I did consider in the beginning, but now it’s too pricey a situation. I don’t think I am the kind of guy who would bid a billion dollars for the rights to own a cricket franchise. My fun with kabaddi was it was an underdog sport, and I wasn’t just one more person backing the sport. It feels like I’ve participated in its growth. Same in chess and table tennis. In cricket, you’ll always be at the background because there’s so much innovation happening at so many levels.
Q.How is scaling up upGrad similar or different to scaling up your sports franchises?

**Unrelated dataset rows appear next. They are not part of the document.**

//! Service configuration.
//!
//! Everything operational is tunable through environment variables; the
//! mechanism (eligibility rules, queue serialization) is not. In particular
//! the soak durations and the auto-merge label are policy, not mechanism,
//! and deployments are expected to adjust them.
//!
//! | Variable | Default |
//! |---|---|
//! | `MERGE_PILOT_BIND` | `0.0.0.0:3000` |
//! | `MERGE_PILOT_WEBHOOK_SECRET` | required |
//! | `MERGE_PILOT_AUTO_MERGE_LABEL` | `auto-merge` |
//! | `MERGE_PILOT_SOAK_HUMAN_SECS` | `60` |
//! | `MERGE_PILOT_SOAK_BOT_SECS` | `600` |
//! | `MERGE_PILOT_DEDUPE_CAPACITY` | `4096` |
//! | `MERGE_PILOT_DEDUPE_TTL_HOURS` | `24` |
//! | `MERGE_PILOT_AUDIT_LOG` | `data/audit.jsonl` |
//! | `MERGE_PILOT_CLOSED_PR_RETENTION_HOURS` | `24` |
//! | `MERGE_PILOT_GITHUB_TOKEN` | unset (dry run) |
//! | `MERGE_PILOT_GITHUB_REPO` | unset; `owner/name` |

use std::net::SocketAddr;
use std::path::PathBuf;
use std::time::Duration;

use thiserror::Error;

use crate::queue::SoakPolicy;

/// Errors raised while loading configuration. All of them are startup
/// errors; the process refuses to run half-configured.
#[derive(Debug, Error, PartialEq, Eq)]
pub enum ConfigError {
    #[error("missing required environment variable: {0}")]
    Missing(&'static str),

    #[error("invalid value for {name}: {value:?}")]
    Invalid { name: &'static str, value: String },
}

/// Result type for configuration loading.
pub type Result<T> = std::result::Result<T, ConfigError>;

/// Credentials and coordinates for the code-host merge executor.
#[derive(Debug, Clone, PartialEq, Eq)]
pub struct GitHubConfig {
    pub token: String,
    pub owner: String,
    pub repo: String,
}

/// The full service configuration.
#[derive(Debug, Clone)]
pub struct Config {
    /// Socket the HTTP server binds.
    pub bind: SocketAddr,
    /// Shared secret for webhook signature verification.
    pub webhook_secret: String,
    /// Label that opts a PR into auto-merging.
    pub auto_merge_label: String,
    /// Soak durations by author kind.
    pub soak: SoakPolicy,
    /// Maximum delivery IDs held in the dedupe window.
    pub dedupe_capacity: usize,
    /// How long a delivery ID stays in the dedupe window.
    pub dedupe_ttl: chrono::Duration,
    /// Path of the durable audit log.
    pub audit_log_path: PathBuf,
    /// How long closed PR records are kept in the store.
    pub closed_pr_retention: chrono::Duration,
    /// Merge executor credentials; `None` runs with the no-op executor.
    pub github: Option<GitHubConfig>,
}

impl Config {
    /// Loads configuration from process environment variables.
    pub fn from_env() -> Result<Self> {
        Self::from_lookup(|name| std::env::var(name).ok())
    }

    /// Loads configuration through an arbitrary variable lookup.
    pub fn from_lookup(lookup: impl Fn(&str) -> Option<String>) -> Result<Self> {
        let bind = parse_or(
            &lookup,
            "MERGE_PILOT_BIND",
            SocketAddr::from(([0, 0, 0, 0], 3000)),
        )?;
        let webhook_secret = lookup("MERGE_PILOT_WEBHOOK_SECRET")
            .filter(|s| !s.is_empty())
            .ok_or(ConfigError::Missing("MERGE_PILOT_WEBHOOK_SECRET"))?;
        let auto_merge_label = lookup("MERGE_PILOT_AUTO_MERGE_LABEL")
            .filter(|s| !s.is_empty())
            .unwrap_or_else(|| "auto-merge".to_string());

        let soak = SoakPolicy {
            human: Duration::from_secs(parse_or(&lookup, "MERGE_PILOT_SOAK_HUMAN_SECS", 60u64)?),
            bot: Duration::from_secs(parse_or(&lookup, "MERGE_PILOT_SOAK_BOT_SECS", 600u64)?),
        };

        let dedupe_capacity = parse_or(&lookup, "MERGE_PILOT_DEDUPE_CAPACITY", 4096usize)?;
        let dedupe_ttl =
            chrono::Duration::hours(parse_or(&lookup, "MERGE_PILOT_DEDUPE_TTL_HOURS", 24i64)?);
        let audit_log_path = lookup("MERGE_PILOT_AUDIT_LOG")
            .map(PathBuf::from)
            .unwrap_or_else(|| PathBuf::from("data/audit.jsonl"));
        let closed_pr_retention = chrono::Duration::hours(parse_or(
            &lookup,
            "MERGE_PILOT_CLOSED_PR_RETENTION_HOURS",
            24i64,
        )?);

        let github = github_config(&lookup)?;

        Ok(Config {
            bind,
            webhook_secret,
            auto_merge_label,
            soak,
            dedupe_capacity,
            dedupe_ttl,
            audit_log_path,
            closed_pr_retention,
            github,
        })
    }
}

fn github_config(lookup: &impl Fn(&str) -> Option<String>) -> Result<Option<GitHubConfig>> {
    let token = lookup("MERGE_PILOT_GITHUB_TOKEN").filter(|s| !s.is_empty());
    let repo = lookup("MERGE_PILOT_GITHUB_REPO").filter(|s| !s.is_empty());

    match (token, repo) {
        (None, None) => Ok(None),
        (Some(token), Some(repo)) => {
            let (owner, name) = repo.split_once('/').ok_or(ConfigError::Invalid {
                name: "MERGE_PILOT_GITHUB_REPO",
                value: repo.clone(),
            })?;
            if owner.is_empty() || name.is_empty() {
                return Err(ConfigError::Invalid {
                    name: "MERGE_PILOT_GITHUB_REPO",
                    value: repo.clone(),
                });
            }
            Ok(Some(GitHubConfig {
                token,
                owner: owner.to_string(),
                repo: name.to_string(),
            }))
        }
        // Half-configured credentials are a startup error, not a silent
        // dry run.
        (Some(_), None) => Err(ConfigError::Missing("MERGE_PILOT_GITHUB_REPO")),
        (None, Some(_)) => Err(ConfigError::Missing("MERGE_PILOT_GITHUB_TOKEN")),
    }
}

fn parse_or<T: std::str::FromStr>(
    lookup: &impl Fn(&str) -> Option<String>,
    name: &'static str,
    default: T,
) -> Result<T> {
    match lookup(name) {
        None => Ok(default),
        Some(value) if value.is_empty() => Ok(default),
        Some(value) => value.parse().map_err(|_| ConfigError::Invalid {
            name,
            value,
        }),
    }
}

The market is very different. You have to monetise a business, but you don’t have to monetise a team—that’s only about advertising and popularity. These are two very different contexts. When you are looking at the space of learning and skilling, the market is 100x of even the IPL. It’s a very, very large space. You are not a team player or a part of an ecosystem—you are the ecosystem. In upGrad, I am market-making in every single segment; in sports, I’m as good as the league, and the league has a specific timetable. Once it’s over, everyone goes back and starts from scratch the next year. So, both have a different DNA.
But, in terms of similarities, strategy, thinking big and market-making. Like, with kabaddi, we feel we’ve made the market for it.